* **Directions for this task**
Write each record again exactly as it stands.

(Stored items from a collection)
......

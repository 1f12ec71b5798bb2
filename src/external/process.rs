use crate::{Result, VimHelpError};
use std::ffi::OsStr;
use std::process::{ExitStatus, Stdio};
use std::time::Duration;
use tokio::io::{AsyncRead, AsyncReadExt};
use tokio::process::Command;
use tracing::debug;

pub const MAX_OUTPUT_CAPTURE_BYTES: usize = 1_048_576;
pub const DEFAULT_COMMAND_TIMEOUT: Duration = Duration::from_secs(120);

#[derive(Debug, Clone)]
pub struct StreamCapture {
    pub bytes: Vec<u8>,
    pub truncated: bool,
}

#[derive(Debug, Clone)]
pub struct CommandOutput {
    pub status: ExitStatus,
    pub stdout: String,
    pub stderr: String,
}

impl CommandOutput {
    #[must_use]
    pub fn success(&self) -> bool {
        self.status.success()
    }

    /// Turns a failed run into an `Exec` error, preferring stderr for the text.
    ///
    /// # Errors
    ///
    /// Returns `VimHelpError::Exec` when the process exited unsuccessfully.
    pub fn into_success(self) -> Result<Self> {
        if self.success() {
            return Ok(self);
        }
        let error_text = if self.stderr.trim().is_empty() {
            self.stdout.trim().to_string()
        } else {
            self.stderr.trim().to_string()
        };
        Err(VimHelpError::exec(self.status.code(), self.stdout, error_text))
    }
}

pub async fn capture_stream_limited<R>(mut stream: R, max_bytes: usize) -> Result<StreamCapture>
where
    R: AsyncRead + Unpin,
{
    let mut bytes = Vec::new();
    let mut truncated = false;
    let mut chunk = [0_u8; 8_192];

    loop {
        let read = stream.read(&mut chunk).await?;
        if read == 0 {
            break;
        }

        let remaining = max_bytes.saturating_sub(bytes.len());
        if remaining == 0 {
            truncated = true;
            continue;
        }

        let to_copy = remaining.min(read);
        bytes.extend_from_slice(&chunk[..to_copy]);
        if to_copy < read {
            truncated = true;
        }
    }

    Ok(StreamCapture { bytes, truncated })
}

/// Runs `program` to completion, capturing both output streams.
///
/// The child is killed when it outlives `timeout`.
///
/// # Errors
///
/// Returns `IoError` when the program cannot be started and `Timeout` when it
/// runs too long. A non-zero exit status is not an error here; see
/// [`CommandOutput::into_success`].
pub async fn run_command<I, S>(
    program: &str,
    args: I,
    envs: &[(&str, &str)],
    timeout: Duration,
) -> Result<CommandOutput>
where
    I: IntoIterator<Item = S>,
    S: AsRef<OsStr>,
{
    let mut child = Command::new(program)
        .args(args)
        .envs(envs.iter().copied())
        .stdin(Stdio::null())
        .stdout(Stdio::piped())
        .stderr(Stdio::piped())
        .kill_on_drop(true)
        .spawn()
        .map_err(|err| {
            VimHelpError::IoError(std::io::Error::new(
                err.kind(),
                format!("Failed to execute {program}: {err}"),
            ))
        })?;

    let stdout = child
        .stdout
        .take()
        .ok_or_else(|| VimHelpError::Internal(format!("Failed to capture {program} stdout")))?;
    let stderr = child
        .stderr
        .take()
        .ok_or_else(|| VimHelpError::Internal(format!("Failed to capture {program} stderr")))?;

    let stdout_task =
        tokio::spawn(async move { capture_stream_limited(stdout, MAX_OUTPUT_CAPTURE_BYTES).await });
    let stderr_task =
        tokio::spawn(async move { capture_stream_limited(stderr, MAX_OUTPUT_CAPTURE_BYTES).await });

    let status = if let Ok(wait_result) = tokio::time::timeout(timeout, child.wait()).await {
        wait_result?
    } else {
        let _ = child.kill().await;
        return Err(VimHelpError::Timeout {
            operation: program.to_string(),
            timeout_ms: u64::try_from(timeout.as_millis()).unwrap_or(u64::MAX),
        });
    };

    let stdout_capture = stdout_task
        .await
        .map_err(|err| VimHelpError::Internal(format!("Failed to read {program} stdout: {err}")))??;
    let stderr_capture = stderr_task
        .await
        .map_err(|err| VimHelpError::Internal(format!("Failed to read {program} stderr: {err}")))??;

    debug!(
        "{} exited with {} (stdout {} bytes{}, stderr {} bytes)",
        program,
        status,
        stdout_capture.bytes.len(),
        if stdout_capture.truncated { ", truncated" } else { "" },
        stderr_capture.bytes.len()
    );

    Ok(CommandOutput {
        status,
        stdout: String::from_utf8_lossy(&stdout_capture.bytes).into_owned(),
        stderr: String::from_utf8_lossy(&stderr_capture.bytes).into_owned(),
    })
}

#[cfg(test)]
mod tests {
    use super::capture_stream_limited;

    #[tokio::test]
    async fn capture_stops_at_limit() {
        let input: &[u8] = b"0123456789";
        let capture = capture_stream_limited(input, 4).await.expect("capture");
        assert_eq!(capture.bytes, b"0123");
        assert!(capture.truncated);
    }

    #[tokio::test]
    async fn capture_keeps_short_streams_whole() {
        let input: &[u8] = b"vim";
        let capture = capture_stream_limited(input, 1024).await.expect("capture");
        assert_eq!(capture.bytes, b"vim");
        assert!(!capture.truncated);
    }

    #[tokio::test]
    async fn missing_program_is_an_io_error() {
        let result = super::run_command(
            "definitely-not-a-real-program-vimhelp",
            ["--version"],
            &[],
            super::DEFAULT_COMMAND_TIMEOUT,
        )
        .await;
        assert!(matches!(result, Err(crate::VimHelpError::IoError(_))));
    }
}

......

* **Answer to this exercise**
repository 1f12ec71b5798bb2
filename src/external/process.rs
use crate::{Result, VimHelpError};
use std::ffi::OsStr;
use std::process::{ExitStatus, Stdio};
use std::time::Duration;
use tokio::io::{AsyncRead, AsyncReadExt};
use tokio::process::Command;
use tracing::debug;

pub const MAX_OUTPUT_CAPTURE_BYTES: usize = 1_048_576;
pub const DEFAULT_COMMAND_TIMEOUT: Duration = Duration::from_secs(120);

#[derive(Debug, Clone)]
pub struct StreamCapture {
    pub bytes: Vec<u8>,
    pub truncated: bool,
}

#[derive(Debug, Clone)]
pub struct CommandOutput {
    pub status: ExitStatus,
    pub stdout: String,
    pub stderr: String,
}

impl CommandOutput {
    #[must_use]
    pub fn success(&self) -> bool {
        self.status.success()
    }

    /// Turns a failed run into an `Exec` error, preferring stderr for the text.
    ///
    /// # Errors
    ///
    /// Returns `VimHelpError::Exec` when the process exited unsuccessfully.
    pub fn into_success(self) -> Result<Self> {
        if self.success() {
            return Ok(self);
        }
        let error_text = if self.stderr.trim().is_empty() {
            self.stdout.trim().to_string()
        } else {
            self.stderr.trim().to_string()
        };
        Err(VimHelpError::exec(self.status.code(), self.stdout, error_text))
    }
}

pub async fn capture_stream_limited<R>(mut stream: R, max_bytes: usize) -> Result<StreamCapture>
where
    R: AsyncRead + Unpin,
{
    let mut bytes = Vec::new();
    let mut truncated = false;
    let mut chunk = [0_u8; 8_192];

    loop {
        let read = stream.read(&mut chunk).await?;
        if read == 0 {
            break;
        }

        let remaining = max_bytes.saturating_sub(bytes.len());
        if remaining == 0 {
            truncated = true;
            continue;
        }

        let to_copy = remaining.min(read);
        bytes.extend_from_slice(&chunk[..to_copy]);
        if to_copy < read {
            truncated = true;
        }
    }

    Ok(StreamCapture { bytes, truncated })
}

/// Runs `program` to completion, capturing both output streams.
///
/// The child is killed when it outlives `timeout`.
///
/// # Errors
///
/// Returns `IoError` when the program cannot be started and `Timeout` when it
/// runs too long. A non-zero exit status is not an error here; see
/// [`CommandOutput::into_success`].
pub async fn run_command<I, S>(
    program: &str,
    args: I,
    envs: &[(&str, &str)],
    timeout: Duration,
) -> Result<CommandOutput>
where
    I: IntoIterator<Item = S>,
    S: AsRef<OsStr>,
{
    let mut child = Command::new(program)
        .args(args)
        .envs(envs.iter().copied())
        .stdin(Stdio::null())
        .stdout(Stdio::piped())
        .stderr(Stdio::piped())
        .kill_on_drop(true)
        .spawn()
        .map_err(|err| {
            VimHelpError::IoError(std::io::Error::new(
                err.kind(),
                format!("Failed to execute {program}: {err}"),
            ))
        })?;

    let stdout = child
        .stdout
        .take()
        .ok_or_else(|| VimHelpError::Internal(format!("Failed to capture {program} stdout")))?;
    let stderr = child
        .stderr
        .take()
        .ok_or_else(|| VimHelpError::Internal(format!("Failed to capture {program} stderr")))?;

    let stdout_task =
        tokio::spawn(async move { capture_stream_limited(stdout, MAX_OUTPUT_CAPTURE_BYTES).await });
    let stderr_task =
        tokio::spawn(async move { capture_stream_limited(stderr, MAX_OUTPUT_CAPTURE_BYTES).await });

    let status = if let Ok(wait_result) = tokio::time::timeout(timeout, child.wait()).await {
        wait_result?
    } else {
        let _ = child.kill().await;
        return Err(VimHelpError::Timeout {
            operation: program.to_string(),
            timeout_ms: u64::try_from(timeout.as_millis()).unwrap_or(u64::MAX),
        });
    };

    let stdout_capture = stdout_task
        .await
        .map_err(|err| VimHelpError::Internal(format!("Failed to read {program} stdout: {err}")))??;
    let stderr_capture = stderr_task
        .await
        .map_err(|err| VimHelpError::Internal(format!("Failed to read {program} stderr: {err}")))??;

    debug!(
        "{} exited with {} (stdout {} bytes{}, stderr {} bytes)",
        program,
        status,
        stdout_capture.bytes.len(),
        if stdout_capture.truncated { ", truncated" } else { "" },
        stderr_capture.bytes.len()
    );

    Ok(CommandOutput {
        status,
        stdout: String::from_utf8_lossy(&stdout_capture.bytes).into_owned(),
        stderr: String::from_utf8_lossy(&stderr_capture.bytes).into_owned(),
    })
}

#[cfg(test)]
mod tests {
    use super::capture_stream_limited;

    #[tokio::test]
    async fn capture_stops_at_limit() {
        let input: &[u8] = b"0123456789";
        let capture = capture_stream_limited(input, 4).await.expect("capture");
        assert_eq!(capture.bytes, b"0123");
        assert!(capture.truncated);
    }

    #[tokio::test]
    async fn capture_keeps_short_streams_whole() {
        let input: &[u8] = b"vim";
        let capture = capture_stream_limited(input, 1024).await.expect("capture");
        assert_eq!(capture.bytes, b"vim");
        assert!(!capture.truncated);
    }

    #[tokio::test]
    async fn missing_program_is_an_io_error() {
        let result = super::run_command(
            "definitely-not-a-real-program-vimhelp",
            ["--version"],
            &[],
            super::DEFAULT_COMMAND_TIMEOUT,
        )
        .await;
        assert!(matches!(result, Err(crate::VimHelpError::IoError(_))));
    }
}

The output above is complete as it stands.